Chinese Morph Resolution in E-commerce Live Streaming
Paper#LLM, E-commerce, Live Streaming, Morph Detection, Data Augmentation🔬 Research|Analyzed: Jan 3, 2026 16:09•
Published: Dec 29, 2025 08:04
•1 min read
•ArXivAnalysis
This paper addresses a practical problem in a rapidly growing market (e-commerce live streaming in China) by introducing a novel task (LiveAMR) and dataset. It leverages LLMs for data augmentation, demonstrating a potential solution for regulatory challenges related to deceptive practices in live streaming, specifically focusing on pronunciation-based morphs in health and medical contexts. The focus on a real-world application and the use of LLMs for data generation are key strengths.
Key Takeaways
- •Introduces the LiveAMR task for detecting pronunciation-based morphs in e-commerce live streaming.

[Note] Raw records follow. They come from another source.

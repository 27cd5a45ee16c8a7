use serde::{Deserialize, Serialize};
use std::fmt;
use std::ops::{Add, Sub};
use std::path::PathBuf;
use std::str::FromStr;

/// Number of usable track slots. Slot arrays are `SLOTS + 1` long so that
/// slot `i` lives at index `i`; index 0 is a sentinel meaning "no previous
/// track" and stays zero/empty for the life of the session.
pub const SLOTS: usize = 5;

// ---------------------------------------------------------------------------
// Ms
// ---------------------------------------------------------------------------

/// A millisecond position or duration on the output timeline.
///
/// Negative values are representable: a LIAM relative offset below zero means
/// "start |v| ms after the previous track's end" (a silence gap).
#[derive(
    Debug, Clone, Copy, Default, Serialize, Deserialize, PartialEq, Eq, PartialOrd, Ord, Hash,
)]
#[serde(transparent)]
pub struct Ms(pub i64);

impl Ms {
    pub const ZERO: Self = Self(0);

    /// Clamp to the timeline origin. Resolved starts are never negative.
    pub fn clamped(self) -> Self {
        Self(self.0.max(0))
    }

    pub fn as_seconds(&self) -> f64 {
        self.0 as f64 / 1000.0
    }
}

impl Add for Ms {
    type Output = Self;
    fn add(self, rhs: Self) -> Self {
        Self(self.0 + rhs.0)
    }
}

impl Sub for Ms {
    type Output = Self;
    fn sub(self, rhs: Self) -> Self {
        Self(self.0 - rhs.0)
    }
}

impl fmt::Display for Ms {
    /// `m:ss`, rounded to the nearest second, clamped at zero (the format the
    /// operator sees next to each slot).
    fn fmt(&self, f: &mut fmt::Formatter<'_>) -> fmt::Result {
        let total_secs = ((self.0.max(0) as f64) / 1000.0).round() as i64;
        write!(f, "{}:{:02}", total_secs / 60, total_secs % 60)
    }
}

// ---------------------------------------------------------------------------
// Mode
// ---------------------------------------------------------------------------

/// Placement semantics for the output timeline. Exactly one is active.
///
/// Switching modes never erases the inactive representation's stored offsets;
/// it only changes which representation is authoritative.
#[derive(Debug, Clone, Copy, Default, Serialize, Deserialize, PartialEq, Eq)]
#[serde(rename_all = "lowercase")]
pub enum Mode {
    /// Absolute placement: each slot's start is given directly in ms from
    /// timeline zero.
    #[default]
    Tao,
    /// Relative-to-end placement: each slot's start is an offset before (or,
    /// when negative, after) the previous slot's end.
    Liam,
    /// End-to-end with zero gap and zero crossfade. Offsets and crossfades
    /// are ignored by contract.
    Concat,
}

impl Mode {
    /// The mode vocabulary the rendering service understands. It only
    /// distinguishes absolute from relative-to-end; the concat engine is told
    /// "tao" and ignores offsets entirely.
    pub fn wire_mode(self) -> WireMode {
        match self {
            Mode::Liam => WireMode::Liam,
            Mode::Tao | Mode::Concat => WireMode::Tao,
        }
    }
}

impl FromStr for Mode {
    type Err = String;

    fn from_str(s: &str) -> std::result::Result<Self, Self::Err> {
        match s.to_ascii_lowercase().as_str() {
            "tao" => Ok(Mode::Tao),
            "liam" => Ok(Mode::Liam),
            "concat" => Ok(Mode::Concat),
            other => Err(format!("unknown mode: {other} (expected tao|liam|concat)")),
        }
    }
}

/// Wire-level placement mode. Never "concat".
#[derive(Debug, Clone, Copy, Serialize, Deserialize, PartialEq, Eq)]
#[serde(rename_all = "lowercase")]
pub enum WireMode {
    Tao,
    Liam,
}

// ---------------------------------------------------------------------------
// Ambience
// ---------------------------------------------------------------------------

/// Generated ambience bed mixed under the tracks, orthogonal to placement.
#[derive(Debug, Clone, Copy, Default, Serialize, Deserialize, PartialEq, Eq)]
#[serde(rename_all = "lowercase")]
pub enum Ambience {
    #[default]
    None,
    Water,
    Wind,
    Pads,
}

impl FromStr for Ambience {
    type Err = String;

    fn from_str(s: &str) -> std::result::Result<Self, Self::Err> {
        match s.to_ascii_lowercase().as_str() {
            "none" => Ok(Ambience::None),
            "water" => Ok(Ambience::Water),
            "wind" => Ok(Ambience::Wind),
            "pads" => Ok(Ambience::Pads),
            other => Err(format!(
                "unknown ambience: {other} (expected none|water|wind|pads)"
            )),
        }
    }
}

// ---------------------------------------------------------------------------
// TrackSlot
// ---------------------------------------------------------------------------

/// One of the five track slots feeding the output timeline.
///
/// Both offset representations are stored at all times; the session mode
/// decides which one is live. `duration_ms == 0` means "not yet measured".
#[derive(Debug, Clone, Default, Serialize, Deserialize, PartialEq)]
pub struct TrackSlot {
    pub file: Option<PathBuf>,
    pub duration_ms: Ms,
    pub offset_abs_ms: Ms,
    pub offset_rel_ms: Ms,
    pub crossfade_ms: Ms,
    pub gain_db: f64,
    pub pan: f64,
}

// ---------------------------------------------------------------------------
// Session
// ---------------------------------------------------------------------------

/// The whole mutable timeline state: one instance per session, single writer,
/// discarded on exit. Durations are written only from service responses;
/// offsets and crossfades only from operator edits.
#[derive(Debug, Clone, Serialize, Deserialize, PartialEq)]
pub struct Session {
    pub mode: Mode,
    pub ambience: Ambience,
    pub ambience_gain_db: f64,
    pub slots: [TrackSlot; SLOTS + 1],
}

impl Session {
    pub fn new() -> Self {
        let mut slots: [TrackSlot; SLOTS + 1] = Default::default();
        // Stock spacing: each track nominally enters 14 s after the previous
        // one, with a 5 s crossfade and a gentle stereo spread.
        let offsets = [0, 0, 14_000, 28_000, 42_000, 56_000];
        let pans = [0.0, 0.0, -0.35, 0.35, -0.2, 0.2];
        for i in 2..=SLOTS {
            slots[i].offset_abs_ms = Ms(offsets[i]);
            slots[i].offset_rel_ms = Ms(offsets[i]);
            slots[i].crossfade_ms = Ms(5_000);
        }
        for i in 1..=SLOTS {
            slots[i].pan = pans[i];
        }
        Self {
            mode: Mode::Tao,
            ambience: Ambience::None,
            ambience_gain_db: -24.0,
            slots,
        }
    }
}

impl Default for Session {
    fn default() -> Self {
        Self::new()
    }
}

// ---------------------------------------------------------------------------
// Tests
// ---------------------------------------------------------------------------

#[cfg(test)]
mod tests {
    use super::*;

    #[test]
    fn ms_add_sub() {
        assert_eq!(Ms(5_000) + Ms(3_000), Ms(8_000));
        assert_eq!(Ms(5_000) - Ms(8_000), Ms(-3_000));
    }

    #[test]
    fn ms_clamped() {
        assert_eq!(Ms(-250).clamped(), Ms::ZERO);
        assert_eq!(Ms(250).clamped(), Ms(250));
    }

    #[test]
    fn ms_display() {
        assert_eq!(Ms::ZERO.to_string(), "0:00");
        assert_eq!(Ms(14_000).to_string(), "0:14");
        assert_eq!(Ms(61_000).to_string(), "1:01");
        assert_eq!(Ms(61_400).to_string(), "1:01");
        // Negative offsets are gaps, not positions; display floors at zero.
        assert_eq!(Ms(-5_000).to_string(), "0:00");
    }

    #[test]
    fn ms_serde_transparent() {
        let json = serde_json::to_string(&Ms(14_000)).unwrap();
        assert_eq!(json, "14000");
        let back: Ms = serde_json::from_str(&json).unwrap();
        assert_eq!(back, Ms(14_000));
    }

    #[test]
    fn mode_wire_vocabulary_never_concat() {
        assert_eq!(Mode::Tao.wire_mode(), WireMode::Tao);
        assert_eq!(Mode::Liam.wire_mode(), WireMode::Liam);
        assert_eq!(Mode::Concat.wire_mode(), WireMode::Tao);
    }

    #[test]
    fn mode_parse() {
        assert_eq!("TAO".parse::<Mode>().unwrap(), Mode::Tao);
        assert_eq!("liam".parse::<Mode>().unwrap(), Mode::Liam);
        assert!("splice".parse::<Mode>().is_err());
    }

    #[test]
    fn mode_serde_lowercase() {
        assert_eq!(serde_json::to_string(&Mode::Liam).unwrap(), "\"liam\"");
        assert_eq!(serde_json::to_string(&WireMode::Tao).unwrap(), "\"tao\"");
    }

    #[test]
    fn session_defaults() {
        let s = Session::new();
        assert_eq!(s.mode, Mode::Tao);
        assert_eq!(s.ambience, Ambience::None);
        assert!((s.ambience_gain_db - -24.0).abs() < f64::EPSILON);
        // Anchor slot and sentinel carry no offset or crossfade.
        assert_eq!(s.slots[0].offset_abs_ms, Ms::ZERO);
        assert_eq!(s.slots[1].offset_abs_ms, Ms::ZERO);
        assert_eq!(s.slots[1].crossfade_ms, Ms::ZERO);
        assert_eq!(s.slots[2].offset_abs_ms, Ms(14_000));
        assert_eq!(s.slots[5].offset_rel_ms, Ms(56_000));
        assert_eq!(s.slots[3].crossfade_ms, Ms(5_000));
        // Durations start unknown.
        for slot in &s.slots {
            assert_eq!(slot.duration_ms, Ms::ZERO);
            assert!(slot.file.is_none());
        }
    }

    #[test]
    fn session_serde_roundtrip() {
        let mut s = Session::new();
        s.mode = Mode::Liam;
        s.slots[2].duration_ms = Ms(10_000);
        s.slots[2].file = Some(PathBuf::from("/tmp/m2.wav"));
        let json = serde_json::to_string(&s).unwrap();
        let back: Session = serde_json::from_str(&json).unwrap();
        assert_eq!(s, back);
    }
}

- •Constructs a novel dataset with 86,790 samples.
- •Transforms the task into a text-to-text generation problem using LLMs.
- •Demonstrates improved performance through LLM-based data augmentation.
- •Highlights the potential of morph resolution for enhancing live streaming regulation.
Reference / Citation
View Original"By leveraging large language models (LLMs) to generate additional training data, we improved performance and demonstrated that morph resolution significantly enhances live streaming regulation."